Countdown to CAOmageddon: Flaw #55 - Power and Control

What if the folks with the carefully cultivated image of eco-selflessness were actually the greediest, most power-hungry people in the room? Then you'd probably have an inkling about the workings of many environmental groups today. No matter how much "they" get, it's never enough. We saw a recent example of this with an email sent around by the Friends (see bottom of this post). They asked, "Shouldn't we protect 9% of our shorelines?"

The Friends know that 100% of our shorelines are proposed as critical under the draft CAOs. The Friends know that 20% to 25% of our shoreline parcels are already in either parks/public lands or in natural/conservancy designations. They're just hoping that you don't know it. 

I think our question back to the Friends should be, "Shouldn't the Friends have to tell the truth at least 9% of the time?"

But the Friends are just following in the tradition of many environmental organizations in Washington.
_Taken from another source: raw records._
//! Configuration types.

use std::path::PathBuf;
use std::time::Duration;

use crate::error::ConfigError;
use crate::store::keys::DEFAULT_PROFILE;

/// Database path that selects the in-memory store.
pub const MEMORY_DB_PATH: &str = ":memory:";

/// Where flow records are kept.
#[derive(Debug, Clone, PartialEq, Eq)]
pub enum StorageConfig {
    /// Lost on restart.
    Memory,
    /// libSQL file at this path.
    File(PathBuf),
}

/// Server configuration.
#[derive(Debug, Clone)]
pub struct AppConfig {
    /// Database file, or `:memory:`.
    pub db_path: String,
    /// Scopes the libSQL records, so one file can hold several profiles.
    pub profile_id: String,
    /// Port the REST server listens on.
    pub http_port: u16,
    /// Simulated latency of credential login and sign-up.
    pub auth_latency: Duration,
    /// Simulated latency of the OAuth round trip.
    pub oauth_latency: Duration,
}

impl Default for AppConfig {
    fn default() -> Self {
        Self {
            db_path: "./data/heyprodata.db".to_string(),
            profile_id: DEFAULT_PROFILE.to_string(),
            http_port: 8080,
            auth_latency: Duration::from_millis(800),
            oauth_latency: Duration::from_millis(1000),
        }
    }
}

impl AppConfig {
    /// Read `HEYPRO_*` variables. Unparseable numbers fall back to defaults.
    pub fn from_env() -> Self {
        Self::from_lookup(|key| std::env::var(key).ok())
    }

    fn from_lookup(lookup: impl Fn(&str) -> Option<String>) -> Self {
        let defaults = Self::default();

        let db_path = lookup("HEYPRO_DB_PATH").unwrap_or(defaults.db_path);

        let profile_id = lookup("HEYPRO_PROFILE")
            .map(|s| s.trim().to_string())
            .filter(|s| !s.is_empty())
            .unwrap_or(defaults.profile_id);

        let http_port: u16 = lookup("HEYPRO_HTTP_PORT")
            .and_then(|s| s.parse().ok())
            .unwrap_or(defaults.http_port);

        let auth_latency = lookup("HEYPRO_AUTH_LATENCY_MS")
            .and_then(|s| s.parse().ok())
            .map(Duration::from_millis)
            .unwrap_or(defaults.auth_latency);

        let oauth_latency = lookup("HEYPRO_OAUTH_LATENCY_MS")
            .and_then(|s| s.parse().ok())
            .map(Duration::from_millis)
            .unwrap_or(defaults.oauth_latency);

        Self {
            db_path,
            profile_id,
            http_port,
            auth_latency,
            oauth_latency,
        }
    }

    /// Resolve the storage backend from `db_path`.
    pub fn storage(&self) -> Result<StorageConfig, ConfigError> {
        match self.db_path.trim() {
            "" => Err(ConfigError::InvalidValue {
                key: "HEYPRO_DB_PATH".to_string(),
                message: "path is empty".to_string(),
            }),
            MEMORY_DB_PATH => Ok(StorageConfig::Memory),
            path => Ok(StorageConfig::File(PathBuf::from(path))),
        }
    }
}

#[cfg(test)]
mod tests {
    use std::collections::HashMap;

    use super::*;

    fn lookup(vars: &[(&str, &str)]) -> impl Fn(&str) -> Option<String> {
        let vars: HashMap<String, String> = vars
            .iter()
            .map(|(k, v)| (k.to_string(), v.to_string()))
            .collect();
        move |key| vars.get(key).cloned()
    }

    #[test]
    fn defaults_when_unset() {
        let config = AppConfig::from_lookup(lookup(&[]));
        assert_eq!(config.db_path, "./data/heyprodata.db");
        assert_eq!(config.profile_id, "default");
        assert_eq!(config.http_port, 8080);
        assert_eq!(config.auth_latency, Duration::from_millis(800));
        assert_eq!(config.oauth_latency, Duration::from_millis(1000));
    }

    #[test]
    fn reads_overrides() {
        let config = AppConfig::from_lookup(lookup(&[
            ("HEYPRO_DB_PATH", "/tmp/flow.db"),
            ("HEYPRO_PROFILE", " work "),
            ("HEYPRO_HTTP_PORT", "9090"),
            ("HEYPRO_AUTH_LATENCY_MS", "0"),
            ("HEYPRO_OAUTH_LATENCY_MS", "25"),
        ]));
        assert_eq!(config.http_port, 9090);
        assert_eq!(config.profile_id, "work");
        assert_eq!(config.auth_latency, Duration::ZERO);
        assert_eq!(config.oauth_latency, Duration::from_millis(25));
        assert_eq!(
            config.storage().unwrap(),
            StorageConfig::File(PathBuf::from("/tmp/flow.db"))
        );
    }

    #[test]
    fn bad_numbers_fall_back() {
        let config = AppConfig::from_lookup(lookup(&[
            ("HEYPRO_HTTP_PORT", "not-a-port"),
            ("HEYPRO_AUTH_LATENCY_MS", "-5"),
        ]));
        assert_eq!(config.http_port, 8080);
        assert_eq!(config.auth_latency, Duration::from_millis(800));
    }

    #[test]
    fn blank_profile_uses_default() {
        let config = AppConfig::from_lookup(lookup(&[("HEYPRO_PROFILE", "  ")]));
        assert_eq!(config.profile_id, "default");
    }

    #[test]
    fn memory_path_selects_memory_store() {
        let config = AppConfig::from_lookup(lookup(&[("HEYPRO_DB_PATH", ":memory:")]));
        assert_eq!(config.storage().unwrap(), StorageConfig::Memory);
    }

    #[test]
    fn empty_path_is_rejected() {
        let config = AppConfig::from_lookup(lookup(&[("HEYPRO_DB_PATH", "  ")]));
        assert!(matches!(
            config.storage(),
            Err(ConfigError::InvalidValue { .. })
        ));
    }
}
Our neighbors in Skagit County have their hands full too. For a great summary of how the forces of eco-phony power and control are arrayed against average people, have a look at the video below.




26 comments:

  1. At the last Planning Commission "workshop" on the SMP, it seemed that several of the Commissioners were starting to go down the path of deciding that "all shoreline was critical, but some shoreline is more critical than others".

    I wonder how they will designate this special shoreline? Maybe when they hold the hearings on the SMP, we can offer up some suggestions:

    - Really Critical Areas
    - Double Secret Probation Critical Areas
    - Super Critical Areas
    - Hypocritical Areas
    - ...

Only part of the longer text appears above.